If I'm caught in a crowd crush, what can I do to survive? This is where GPT is clearly crowdsourcing crowd crush advice. Its advice ranged from the valid to the useless, to the actually incorrect. Its most valid advice was stay calm. Its second piece of advice was stay upright to which the expert response was, well that's easy for you to say. The problem in crowd crush is that you can't control whether you're staying upright. Its next advice was keep moving forward, which the expert rated as contrary to safety. And shout and wave your arms, which the expert noticed is entirely contradictory to the stay calm advice.

Basically, none of this advice was really about stuff that would help you. It was missing the advice on how to notice danger signs, how to notice increased crowd density, how to notice accessibility of exits, and how to get out of the situation while you are still able to navigate. It was missing the one piece of advice that does actually work if you're directly actually in a crush, which is don't try to go sideways, look for opportunities to escape vertically by climbing or getting yourself up above the crowd.

Its general conclusion was it's accurate about the problems, but not at all accurate or specific in giving advice. Don't look while you're in the middle of a crowd being crushed. Don't pull up ChadGPT and try to follow its instructions.

David: I think we can start to see, and this is where each of the nine case studies is going to give us an extra bit of nuance, because in the first two examples where we've talked about mobile phone use, driving, and water safety for children, there's a lot of information on the internet that is mostly consistent, but now we're starting to get into quite a nuanced question about crowd crushing and advice. I think there'll be less generally available information. ChatGPT is probably drawing from adjacent type information that's not really about crowd crush but might be about just walking around busy streets or something like that.

Drew: I had an interesting question here, David. The question about child drowning was, how can I keep children safe around the water? The question they asked for the crowd crush was, if I am caught in a crowd crush, what can I do to survive? I'm wondering if there's a nuance in the prompting there that if we had asked for, how can I prevent crowd crushes, or how can I keep crowds safe or keep people safe in the event of a crowd crush, whether it might have led to different advice. The attempt to personalize it might actually have taken ChatGPT down an area, that ChatGPT doesn't really know how to reinterpret the prompt to give you what you actually want. It's more giving you directly what you asked for, where there isn't a lot of stuff.

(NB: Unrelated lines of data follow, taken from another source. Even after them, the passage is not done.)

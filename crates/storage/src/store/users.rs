#![forbid(unsafe_code)]

use super::rows::{fetch_user, fetch_user_by_username, next_id_tx};
use super::{StoreError, UnitOfWork};
use rusqlite::{Connection, params};
use time::Date;
use tk_core::ids::UserId;
use tk_core::model::{User, UserDraft};
use tracing::{debug, info};

/// Rows that keep a user alive. Users are never deleted out from under them.
const USER_REFERENCES: [(&str, &str); 4] = [
    (
        "assigned_projects",
        "SELECT COUNT(1) FROM assigned_projects WHERE user_id=?1",
    ),
    (
        "projects",
        "SELECT COUNT(1) FROM projects WHERE created_by=?1 OR modified_by=?1",
    ),
    (
        "issues",
        "SELECT COUNT(1) FROM issues \
         WHERE assigned_to=?1 OR created_by=?1 OR last_modification_by=?1",
    ),
    (
        "change_history",
        "SELECT COUNT(1) FROM change_history WHERE changed_by=?1",
    ),
];

impl UnitOfWork<'_> {
    pub fn insert_user(&mut self, draft: UserDraft, created_on: Date) -> Result<User, StoreError> {
        self.atomic("insert_user", |conn| {
            let explicit = draft.user_id.map(UserId::get);
            let user_id = UserId::new(next_id_tx(conn, "user", "user_id", explicit)?);
            let user = draft.build(user_id, created_on)?;
            ensure_username_free_tx(conn, &user.username, None)?;

            conn.execute(
                "INSERT INTO users(user_id, user_name, username, created_on) \
                 VALUES (?1, ?2, ?3, ?4)",
                params![
                    user.user_id.get(),
                    user.user_name,
                    user.username,
                    user.created_on
                ],
            )?;
            debug!(user_id = %user.user_id, "user inserted");
            Ok(user)
        })
    }

    /// Persists `user_name` and `username`; `created_on` never changes.
    pub fn update_user(&mut self, user: &User) -> Result<User, StoreError> {
        self.atomic("update_user", |conn| {
            user.validate()?;
            let current = fetch_user(conn, user.user_id)?
                .ok_or_else(|| StoreError::not_found("user", user.user_id))?;
            ensure_username_free_tx(conn, &user.username, Some(user.user_id))?;

            conn.execute(
                "UPDATE users SET user_name=?2, username=?3 WHERE user_id=?1",
                params![user.user_id.get(), user.user_name, user.username],
            )?;
            debug!(user_id = %user.user_id, "user updated");
            Ok(User {
                created_on: current.created_on,
                ..user.clone()
            })
        })
    }

    /// Fails with `ConstraintViolation` while anything still references the
    /// user.
    pub fn delete_user(&mut self, user_id: UserId) -> Result<(), StoreError> {
        self.atomic("delete_user", |conn| {
            if fetch_user(conn, user_id)?.is_none() {
                return Err(StoreError::not_found("user", user_id));
            }
            for (table, query) in USER_REFERENCES {
                let count = conn.query_row(query, params![user_id.get()], |row| {
                    row.get::<_, i64>(0)
                })?;
                if count > 0 {
                    return Err(StoreError::ConstraintViolation(format!(
                        "user {user_id} is still referenced by {count} row(s) in {table}"
                    )));
                }
            }

            conn.execute("DELETE FROM users WHERE user_id=?1", params![user_id.get()])?;
            info!(user_id = %user_id, "user deleted");
            Ok(())
        })
    }
}

fn ensure_username_free_tx(
    conn: &Connection,
    username: &str,
    owner: Option<UserId>,
) -> Result<(), StoreError> {
    match fetch_user_by_username(conn, username)? {
        Some(existing) if Some(existing.user_id) != owner => Err(StoreError::ConstraintViolation(
            format!("username {username:?} is already taken"),
        )),
        _ => Ok(()),
    }
}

David: Yeah. We're going to talk in the recommendations and conclusions about a lot of the safety advice being quite individual, quite behavioral, and maybe some of the prompting is specifically prompted that that response will have. Another point that we'll look at with our ninth example that we'll talk about is different responses when we use different language that a layperson might use to mean the same thing, but ChatGPT sees them as very different words. Again, what I like in this study is that they've actually given you the transcripts. If we're curious about those things, we can be curious about it, and that can do what all good research should do, is generate the next research question that we might want to go and research.

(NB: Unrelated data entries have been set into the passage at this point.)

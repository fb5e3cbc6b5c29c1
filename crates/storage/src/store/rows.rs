#![forbid(unsafe_code)]

use super::StoreError;
use rusqlite::types::Type;
use rusqlite::{Connection, OptionalExtension, Row, params};
use time::OffsetDateTime;
use tk_core::ids::{IssueId, ProjectId, UserId};
use tk_core::model::{
    AssignedProject, Issue, IssueField, IssuePriority, IssueStatus, Project, User,
};

pub(crate) const PROJECT_COLUMNS: &str =
    "project_id, project_name, target_end_date, actual_end_date, label_json, \
     created_on, created_by, modified_on, modified_by";

pub(crate) const USER_COLUMNS: &str = "user_id, user_name, username, created_on";

pub(crate) const ASSIGNMENT_COLUMNS: &str = "user_id, project_id, user_role";

pub(crate) const ISSUE_COLUMNS: &str =
    "issue_id, issue_summary, issue_description, assigned_to, status, label, priority, \
     target_resolution_date, actual_resolution_date, progress, resolution_summary, \
     created_on, created_by, last_modification_on, last_modification_by, project_id";

pub(crate) const HISTORY_COLUMNS: &str =
    "entry_id, issue_id, changed_field, old_value, new_value, changed_on_ms, changed_by";

fn conversion_error<E>(index: usize, err: E) -> rusqlite::Error
where
    E: std::error::Error + Send + Sync + 'static,
{
    rusqlite::Error::FromSqlConversionFailure(index, Type::Text, Box::new(err))
}

pub(crate) fn project_from_row(row: &Row<'_>) -> rusqlite::Result<Project> {
    let label = row
        .get::<_, Option<String>>(4)?
        .map(|raw| serde_json::from_str(&raw).map_err(|err| conversion_error(4, err)))
        .transpose()?;
    Ok(Project {
        project_id: ProjectId::new(row.get(0)?),
        project_name: row.get(1)?,
        target_end_date: row.get(2)?,
        actual_end_date: row.get(3)?,
        label,
        created_on: row.get(5)?,
        created_by: UserId::new(row.get(6)?),
        modified_on: row.get(7)?,
        modified_by: row.get::<_, Option<i64>>(8)?.map(UserId::new),
    })
}

pub(crate) fn user_from_row(row: &Row<'_>) -> rusqlite::Result<User> {
    Ok(User {
        user_id: UserId::new(row.get(0)?),
        user_name: row.get(1)?,
        username: row.get(2)?,
        created_on: row.get(3)?,
    })
}

pub(crate) fn assignment_from_row(row: &Row<'_>) -> rusqlite::Result<AssignedProject> {
    Ok(AssignedProject {
        user_id: UserId::new(row.get(0)?),
        project_id: ProjectId::new(row.get(1)?),
        user_role: row.get(2)?,
    })
}

pub(crate) fn issue_from_row(row: &Row<'_>) -> rusqlite::Result<Issue> {
    let status = row
        .get::<_, String>(4)?
        .parse::<IssueStatus>()
        .map_err(|err| conversion_error(4, err))?;
    let priority = row
        .get::<_, String>(6)?
        .parse::<IssuePriority>()
        .map_err(|err| conversion_error(6, err))?;
    Ok(Issue {
        issue_id: IssueId::new(row.get(0)?),
        issue_summary: row.get(1)?,
        issue_description: row.get(2)?,
        assigned_to: row.get::<_, Option<i64>>(3)?.map(UserId::new),
        status,
        label: row.get(5)?,
        priority,
        target_resolution_date: row.get(7)?,
        actual_resolution_date: row.get(8)?,
        progress: row.get(9)?,
        resolution_summary: row.get(10)?,
        created_on: row.get(11)?,
        created_by: UserId::new(row.get(12)?),
        last_modification_on: row.get(13)?,
        last_modification_by: UserId::new(row.get(14)?),
        project: ProjectId::new(row.get(15)?),
    })
}

pub(crate) fn history_from_row(row: &Row<'_>) -> rusqlite::Result<tk_core::model::ChangeEntry> {
    let changed_field = row
        .get::<_, String>(2)?
        .parse::<IssueField>()
        .map_err(|err| conversion_error(2, err))?;
    let changed_on = from_unix_ms(row.get(5)?).map_err(|err| conversion_error(5, err))?;
    Ok(tk_core::model::ChangeEntry {
        entry_id: row.get(0)?,
        issue_id: IssueId::new(row.get(1)?),
        changed_field,
        old_value: row.get(3)?,
        new_value: row.get(4)?,
        changed_on,
        changed_by: UserId::new(row.get(6)?),
    })
}

pub(crate) fn fetch_project(
    conn: &Connection,
    project_id: ProjectId,
) -> Result<Option<Project>, StoreError> {
    Ok(conn
        .query_row(
            &format!("SELECT {PROJECT_COLUMNS} FROM projects WHERE project_id=?1"),
            params![project_id.get()],
            project_from_row,
        )
        .optional()?)
}

pub(crate) fn fetch_user(conn: &Connection, user_id: UserId) -> Result<Option<User>, StoreError> {
    Ok(conn
        .query_row(
            &format!("SELECT {USER_COLUMNS} FROM users WHERE user_id=?1"),
            params![user_id.get()],
            user_from_row,
        )
        .optional()?)
}

pub(crate) fn fetch_user_by_username(
    conn: &Connection,
    username: &str,
) -> Result<Option<User>, StoreError> {
    Ok(conn
        .query_row(
            &format!("SELECT {USER_COLUMNS} FROM users WHERE username=?1"),
            params![username],
            user_from_row,
        )
        .optional()?)
}

pub(crate) fn fetch_assignment(
    conn: &Connection,
    user_id: UserId,
    project_id: ProjectId,
) -> Result<Option<AssignedProject>, StoreError> {
    Ok(conn
        .query_row(
            &format!(
                "SELECT {ASSIGNMENT_COLUMNS} FROM assigned_projects \
                 WHERE user_id=?1 AND project_id=?2"
            ),
            params![user_id.get(), project_id.get()],
            assignment_from_row,
        )
        .optional()?)
}

pub(crate) fn fetch_issue(
    conn: &Connection,
    issue_id: IssueId,
) -> Result<Option<Issue>, StoreError> {
    Ok(conn
        .query_row(
            &format!("SELECT {ISSUE_COLUMNS} FROM issues WHERE issue_id=?1"),
            params![issue_id.get()],
            issue_from_row,
        )
        .optional()?)
}

pub(crate) fn exists_tx(
    conn: &Connection,
    table: &'static str,
    key_column: &'static str,
    key: i64,
) -> Result<bool, StoreError> {
    Ok(conn
        .query_row(
            &format!("SELECT 1 FROM {table} WHERE {key_column}=?1"),
            params![key],
            |row| row.get::<_, i64>(0),
        )
        .optional()?
        .is_some())
}

/// Foreign key targets must exist; a dangling reference is a constraint
/// violation, not a lookup miss.
pub(crate) fn ensure_user_ref_tx(
    conn: &Connection,
    column: &'static str,
    user_id: UserId,
) -> Result<(), StoreError> {
    if exists_tx(conn, "users", "user_id", user_id.get())? {
        Ok(())
    } else {
        Err(StoreError::ConstraintViolation(format!(
            "{column} references missing user {user_id}"
        )))
    }
}

pub(crate) fn ensure_project_ref_tx(
    conn: &Connection,
    column: &'static str,
    project_id: ProjectId,
) -> Result<(), StoreError> {
    if exists_tx(conn, "projects", "project_id", project_id.get())? {
        Ok(())
    } else {
        Err(StoreError::ConstraintViolation(format!(
            "{column} references missing project {project_id}"
        )))
    }
}

/// Hands out the next identifier for `counter`. An explicit id is accepted
/// as-is and pushes the counter past it, so generated ids never collide with
/// it later.
pub(crate) fn next_id_tx(
    conn: &Connection,
    counter: &'static str,
    field: &'static str,
    explicit: Option<i64>,
) -> Result<i64, StoreError> {
    if let Some(id) = explicit {
        if id <= 0 {
            return Err(tk_core::ValidationError::InvalidValue {
                field,
                value: id.to_string(),
            }
            .into());
        }
    }

    let current: i64 = conn
        .query_row(
            "SELECT value FROM counters WHERE name=?1",
            params![counter],
            |row| row.get(0),
        )
        .optional()?
        .unwrap_or(0);
    let id = match explicit {
        Some(id) => id,
        None => current
            .checked_add(1)
            .ok_or(StoreError::InvalidInput("identifier space exhausted"))?,
    };
    conn.execute(
        r#"
        INSERT INTO counters(name, value) VALUES (?1, ?2)
        ON CONFLICT(name) DO UPDATE SET value=excluded.value
        "#,
        params![counter, current.max(id)],
    )?;
    Ok(id)
}

pub(crate) fn to_sqlite_i64(value: usize) -> Result<i64, StoreError> {
    i64::try_from(value).map_err(|_| StoreError::InvalidInput("numeric overflow"))
}

pub(crate) fn unix_ms(at: OffsetDateTime) -> i64 {
    i64::try_from(at.unix_timestamp_nanos() / 1_000_000).unwrap_or(i64::MAX)
}

pub(crate) fn from_unix_ms(ms: i64) -> Result<OffsetDateTime, time::error::ComponentRange> {
    OffsetDateTime::from_unix_timestamp_nanos(i128::from(ms) * 1_000_000)
}

pub(crate) fn now_ms() -> i64 {
    unix_ms(OffsetDateTime::now_utc())
}
#![forbid(unsafe_code)]

mod assignment;
mod audit;
mod history;
mod issue;
mod project;
mod user;

pub use assignment::*;
pub use audit::*;
pub use history::*;
pub use issue::*;
pub use project::*;
pub use user::*;

#[cfg(test)]
mod tests;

Drew: Absolutely. This isn't a criticism of the research. The method has enabled us to notice these nuances.

David: There was a part B to this crowd crush scenario which I've called case study 3B, which was where ChatGPT was prompted to give recommendations about the best possible response in the case of external danger like a terrorist attack, a mass shooting event, or something like that which might generate a crowd crush.

Drew: Yeah. In case anyone is wondering about the evidence based advice if you think there is a nearby terrorist attack, ChatGPT's answer is consistent with the latest empirical evidence, which is run. They go on to say that the rest of the items are essentially the standard advice that police and emergency services give.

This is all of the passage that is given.